Task brief:
Pick out all lines in the listing holding the string "subscribe" and copy them.

Source information:
»»

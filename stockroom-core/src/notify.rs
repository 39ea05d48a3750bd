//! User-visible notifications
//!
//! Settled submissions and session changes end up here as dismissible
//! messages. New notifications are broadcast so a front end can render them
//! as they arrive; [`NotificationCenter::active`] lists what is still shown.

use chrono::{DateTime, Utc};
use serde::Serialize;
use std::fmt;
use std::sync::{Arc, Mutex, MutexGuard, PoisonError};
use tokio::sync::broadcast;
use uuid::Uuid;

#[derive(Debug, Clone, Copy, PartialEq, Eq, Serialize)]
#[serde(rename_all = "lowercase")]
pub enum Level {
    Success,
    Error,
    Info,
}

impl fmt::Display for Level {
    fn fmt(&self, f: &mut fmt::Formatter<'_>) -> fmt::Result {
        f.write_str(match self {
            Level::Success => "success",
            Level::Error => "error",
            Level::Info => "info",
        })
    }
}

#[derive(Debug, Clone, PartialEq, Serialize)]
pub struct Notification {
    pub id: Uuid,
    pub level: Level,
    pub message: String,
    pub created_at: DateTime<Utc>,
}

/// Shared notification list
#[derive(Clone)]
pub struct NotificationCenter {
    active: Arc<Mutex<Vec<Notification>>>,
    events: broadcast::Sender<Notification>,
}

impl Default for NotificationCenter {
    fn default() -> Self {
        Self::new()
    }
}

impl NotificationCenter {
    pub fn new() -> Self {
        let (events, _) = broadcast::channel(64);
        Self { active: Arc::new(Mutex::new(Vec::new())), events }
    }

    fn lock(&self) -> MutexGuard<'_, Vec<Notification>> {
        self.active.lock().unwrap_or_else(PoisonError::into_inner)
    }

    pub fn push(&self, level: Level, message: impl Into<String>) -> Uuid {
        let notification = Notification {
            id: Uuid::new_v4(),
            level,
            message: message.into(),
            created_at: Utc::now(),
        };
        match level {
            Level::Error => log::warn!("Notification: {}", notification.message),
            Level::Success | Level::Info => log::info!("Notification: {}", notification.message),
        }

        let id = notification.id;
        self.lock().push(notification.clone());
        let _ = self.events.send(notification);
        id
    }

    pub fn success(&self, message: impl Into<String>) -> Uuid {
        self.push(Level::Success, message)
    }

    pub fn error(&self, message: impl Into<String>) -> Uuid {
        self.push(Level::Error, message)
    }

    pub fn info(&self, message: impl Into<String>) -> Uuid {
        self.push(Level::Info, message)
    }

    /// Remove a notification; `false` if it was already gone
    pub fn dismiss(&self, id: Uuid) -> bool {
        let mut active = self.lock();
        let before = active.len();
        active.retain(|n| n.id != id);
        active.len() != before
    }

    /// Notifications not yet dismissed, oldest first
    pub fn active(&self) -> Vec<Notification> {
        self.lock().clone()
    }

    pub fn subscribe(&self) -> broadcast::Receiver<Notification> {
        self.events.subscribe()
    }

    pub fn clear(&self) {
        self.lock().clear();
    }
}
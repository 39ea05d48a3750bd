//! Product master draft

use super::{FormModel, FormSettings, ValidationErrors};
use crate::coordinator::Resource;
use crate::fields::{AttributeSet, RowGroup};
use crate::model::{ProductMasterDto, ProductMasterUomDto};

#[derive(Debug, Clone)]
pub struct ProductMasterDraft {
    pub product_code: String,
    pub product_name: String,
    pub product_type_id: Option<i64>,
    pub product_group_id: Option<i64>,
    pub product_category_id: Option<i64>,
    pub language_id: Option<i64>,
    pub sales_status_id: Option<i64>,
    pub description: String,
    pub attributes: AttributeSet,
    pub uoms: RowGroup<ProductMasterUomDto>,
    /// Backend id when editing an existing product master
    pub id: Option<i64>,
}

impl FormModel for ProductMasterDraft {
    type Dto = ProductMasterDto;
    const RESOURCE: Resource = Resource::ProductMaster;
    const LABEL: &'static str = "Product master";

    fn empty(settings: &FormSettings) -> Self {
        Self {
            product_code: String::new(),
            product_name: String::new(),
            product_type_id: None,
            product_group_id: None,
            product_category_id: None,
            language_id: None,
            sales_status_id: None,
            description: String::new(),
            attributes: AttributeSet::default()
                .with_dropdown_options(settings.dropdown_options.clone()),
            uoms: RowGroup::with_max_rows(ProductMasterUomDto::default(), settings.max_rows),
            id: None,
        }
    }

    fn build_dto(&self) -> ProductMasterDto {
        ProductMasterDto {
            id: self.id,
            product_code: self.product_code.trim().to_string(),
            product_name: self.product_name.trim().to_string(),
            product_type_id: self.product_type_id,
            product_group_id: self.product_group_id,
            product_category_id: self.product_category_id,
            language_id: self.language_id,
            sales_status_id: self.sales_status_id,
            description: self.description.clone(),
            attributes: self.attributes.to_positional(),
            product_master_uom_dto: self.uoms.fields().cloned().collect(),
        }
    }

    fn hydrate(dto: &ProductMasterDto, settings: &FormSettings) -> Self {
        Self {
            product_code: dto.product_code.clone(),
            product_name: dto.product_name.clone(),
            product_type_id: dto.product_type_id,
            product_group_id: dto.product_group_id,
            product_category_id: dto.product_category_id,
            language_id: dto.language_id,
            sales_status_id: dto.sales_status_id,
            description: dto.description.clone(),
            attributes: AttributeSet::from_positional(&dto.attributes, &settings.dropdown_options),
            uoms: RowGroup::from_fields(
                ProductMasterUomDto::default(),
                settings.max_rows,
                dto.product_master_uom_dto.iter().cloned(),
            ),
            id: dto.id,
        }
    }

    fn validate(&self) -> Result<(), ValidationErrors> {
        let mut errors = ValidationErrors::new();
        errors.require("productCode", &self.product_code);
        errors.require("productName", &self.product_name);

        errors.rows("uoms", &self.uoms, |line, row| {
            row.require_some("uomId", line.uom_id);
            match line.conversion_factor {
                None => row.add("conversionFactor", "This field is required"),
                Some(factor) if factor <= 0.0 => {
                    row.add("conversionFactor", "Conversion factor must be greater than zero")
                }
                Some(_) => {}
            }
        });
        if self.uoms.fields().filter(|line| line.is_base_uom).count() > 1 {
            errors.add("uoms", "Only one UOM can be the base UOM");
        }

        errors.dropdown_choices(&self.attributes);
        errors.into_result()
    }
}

««

Result of the task:
    pub fn subscribe(&self) -> broadcast::Receiver<Notification> {
        self.events.subscribe()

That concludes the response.